▶ TASK DETAILS: Across the material below, how many lines contain the word "PathBuf"? Respond with the number only.

▶ EXTRACTED MATERIAL:
=======

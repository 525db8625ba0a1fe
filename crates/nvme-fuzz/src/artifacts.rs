use std::{
    fs, io,
    path::{Path, PathBuf},
};

use chrono::Local;
use serde::Serialize;
use tracing::info;

use crate::{corpus::Seed, crash::StuckPcReport, nvme::PassthruRequest};

/// Directory layout under `output_dir`.
#[derive(Debug)]
pub struct OutputLayout {
    root: PathBuf,
    corpus_dir: PathBuf,
    crashes_dir: PathBuf,
}

/// Stable payload hash used in artifact file names.
pub fn payload_hash(payload: &[u8]) -> String {
    let hash = ahash::RandomState::with_seeds(0x6e766d65, 0x66757a7a, 0x70632d73, 0x616d706c)
        .hash_one(payload);
    format!("{hash:016x}")[..12].to_owned()
}

/// `fuzzer_<timestamp>.log` path for a session starting now.
pub fn session_log_path(output_dir: &Path) -> PathBuf {
    output_dir.join(format!("fuzzer_{}.log", Local::now().format("%Y%m%d_%H%M%S")))
}

#[derive(Debug, Serialize)]
struct DwordMap {
    cdw2: u32,
    cdw3: u32,
    cdw10: u32,
    cdw11: u32,
    cdw12: u32,
    cdw13: u32,
    cdw14: u32,
    cdw15: u32,
}

impl DwordMap {
    fn from_array(values: [u32; 8]) -> Self {
        let [cdw2, cdw3, cdw10, cdw11, cdw12, cdw13, cdw14, cdw15] = values;
        Self {
            cdw2,
            cdw3,
            cdw10,
            cdw11,
            cdw12,
            cdw13,
            cdw14,
            cdw15,
        }
    }
}

#[derive(Debug, Serialize)]
struct OverrideMap {
    opcode: Option<String>,
    nsid: Option<u32>,
    force_admin: Option<bool>,
    data_len: Option<usize>,
}

#[derive(Debug, Serialize)]
struct InputMetadata {
    command: String,
    opcode: String,
    cmd_type: String,
    dwords: DwordMap,
    overrides: OverrideMap,
    payload_len: usize,
    found_at: u64,
    new_edges: usize,
    saved_at: String,
}

#[derive(Debug, Serialize)]
struct CrashMetadata<'a> {
    command: String,
    opcode: String,
    cmd_type: String,
    namespace: u32,
    data_len: usize,
    timeout_ms: u64,
    dwords: DwordMap,
    overrides: OverrideMap,
    stuck_pcs: &'a StuckPcReport,
    kernel_log_file: String,
    saved_at: String,
}

impl OutputLayout {
    pub fn create(root: &Path) -> io::Result<Self> {
        let corpus_dir = root.join("corpus");
        let crashes_dir = root.join("crashes");
        fs::create_dir_all(&corpus_dir)?;
        fs::create_dir_all(&crashes_dir)?;
        Ok(Self {
            root: root.to_owned(),
            corpus_dir,
            crashes_dir,
        })
    }

    pub fn root(&self) -> &Path {
        &self.root
    }

    /// Persists an interesting input as
    /// `corpus/input_<cmd>_<opcode>_<hash>` plus a `.json` sidecar.
    pub fn save_corpus_input(&self, seed: &Seed) -> io::Result<PathBuf> {
        let file_name = format!(
            "input_{}_{:#04x}_{}",
            seed.template.name,
            seed.template.opcode,
            payload_hash(&seed.payload)
        );
        let path = self.corpus_dir.join(&file_name);
        fs::write(&path, &seed.payload)?;

        let metadata = InputMetadata {
            command: seed.template.name.to_owned(),
            opcode: format!("{:#04x}", seed.template.opcode),
            cmd_type: seed.template.class.passthru_subcommand().to_owned(),
            dwords: DwordMap::from_array(seed.cdws.0),
            overrides: override_map(seed),
            payload_len: seed.payload.len(),
            found_at: seed.found_at,
            new_edges: seed.new_edges,
            saved_at: Local::now().to_rfc3339(),
        };
        write_json(&path.with_extension("json"), &metadata)?;
        Ok(path)
    }

    /// Persists a timeout crash: the payload, a structured metadata file
    /// and the kernel log snapshot.
    pub fn save_crash(
        &self,
        seed: &Seed,
        request: &PassthruRequest,
        stuck_pcs: &StuckPcReport,
        kernel_log: &str,
    ) -> io::Result<PathBuf> {
        let file_name = format!(
            "crash_{}_{:#04x}_{}",
            request.command,
            request.opcode,
            payload_hash(&seed.payload)
        );
        let path = self.crashes_dir.join(&file_name);
        fs::write(&path, &seed.payload)?;

        let dmesg_name = format!("{file_name}.dmesg.txt");
        fs::write(self.crashes_dir.join(&dmesg_name), kernel_log)?;

        let metadata = CrashMetadata {
            command: request.command.clone(),
            opcode: format!("{:#04x}", request.opcode),
            cmd_type: request.class.passthru_subcommand().to_owned(),
            namespace: request.namespace,
            data_len: request.data_len,
            timeout_ms: request.timeout_ms,
            dwords: DwordMap::from_array(request.cdws.0),
            overrides: override_map(seed),
            stuck_pcs,
            kernel_log_file: dmesg_name,
            saved_at: Local::now().to_rfc3339(),
        };
        write_json(&path.with_extension("json"), &metadata)?;
        info!(path = %path.display(), "crash artifact saved");
        Ok(path)
    }
}

fn override_map(seed: &Seed) -> OverrideMap {
    OverrideMap {
        opcode: seed.overrides.opcode.map(|opcode| format!("{opcode:#04x}")),
        nsid: seed.overrides.nsid,
        force_admin: seed.overrides.force_admin,
        data_len: seed.overrides.data_len,
    }
}

fn write_json<T: Serialize>(path: &Path, value: &T) -> io::Result<()> {
    let file = fs::File::create(path)?;
    serde_json::to_writer_pretty(file, value).map_err(io::Error::other)
}

#[cfg(test)]
mod tests {
    use std::sync::Arc;

    use super::*;
    use crate::{
        corpus::CommandDwords,
        crash::{StuckClassification, StuckPcEntry},
        nvme::{build_request, find_template},
    };

    fn sample_seed() -> Seed {
        let template = Arc::new(find_template("Identify").unwrap().clone());
        let mut seed = Seed::new(vec![1, 2, 3, 4], template, CommandDwords::default());
        seed.found_at = 42;
        seed.new_edges = 3;
        seed.overrides.nsid = Some(7);
        seed
    }

    #[test]
    fn corpus_input_round_trips_payload_and_metadata() {
        let dir = tempfile::TempDir::new().unwrap();
        let layout = OutputLayout::create(dir.path()).unwrap();
        let seed = sample_seed();
        let path = layout.save_corpus_input(&seed).unwrap();

        assert!(path.file_name().unwrap().to_str().unwrap().starts_with("input_Identify_0x06_"));
        assert_eq!(fs::read(&path).unwrap(), vec![1, 2, 3, 4]);

        let metadata: serde_json::Value =
            serde_json::from_str(&fs::read_to_string(path.with_extension("json")).unwrap())
                .unwrap();
        assert_eq!(metadata["command"], "Identify");
        assert_eq!(metadata["opcode"], "0x06");
        assert_eq!(metadata["found_at"], 42);
        assert_eq!(metadata["overrides"]["nsid"], 7);
    }

    #[test]
    fn crash_artifact_includes_stuck_pcs_and_kernel_log() {
        let dir = tempfile::TempDir::new().unwrap();
        let layout = OutputLayout::create(dir.path()).unwrap();
        let seed = sample_seed();
        let request = build_request(&seed, &crate::config::FuzzConfig::default());
        let report = StuckPcReport {
            samples: 20,
            failed_reads: 0,
            distribution: vec![StuckPcEntry {
                pc: "0xdeadbeef".to_owned(),
                hits: 20,
                ratio: 1.0,
            }],
            classification: StuckClassification::HangDeadlock,
        };
        let path = layout
            .save_crash(&seed, &request, &report, "[1.0] nvme nvme0: controller is down")
            .unwrap();

        let metadata: serde_json::Value =
            serde_json::from_str(&fs::read_to_string(path.with_extension("json")).unwrap())
                .unwrap();
        assert_eq!(metadata["stuck_pcs"]["classification"], "hang/deadlock");
        assert_eq!(metadata["stuck_pcs"]["distribution"][0]["ratio"], 1.0);
        let dmesg: String = metadata["kernel_log_file"].as_str().unwrap().to_owned();
        let dmesg_content = fs::read_to_string(dir.path().join("crashes").join(dmesg)).unwrap();
        assert!(dmesg_content.contains("controller is down"));
    }

    #[test]
    fn payload_hash_is_stable_and_short() {
        let first = payload_hash(b"hello");
        let second = payload_hash(b"hello");
        assert_eq!(first, second);
        assert_eq!(first.len(), 12);
        assert_ne!(first, payload_hash(b"world"));
    }
}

=======

▶ RESPONSE TO THIS TASK: 7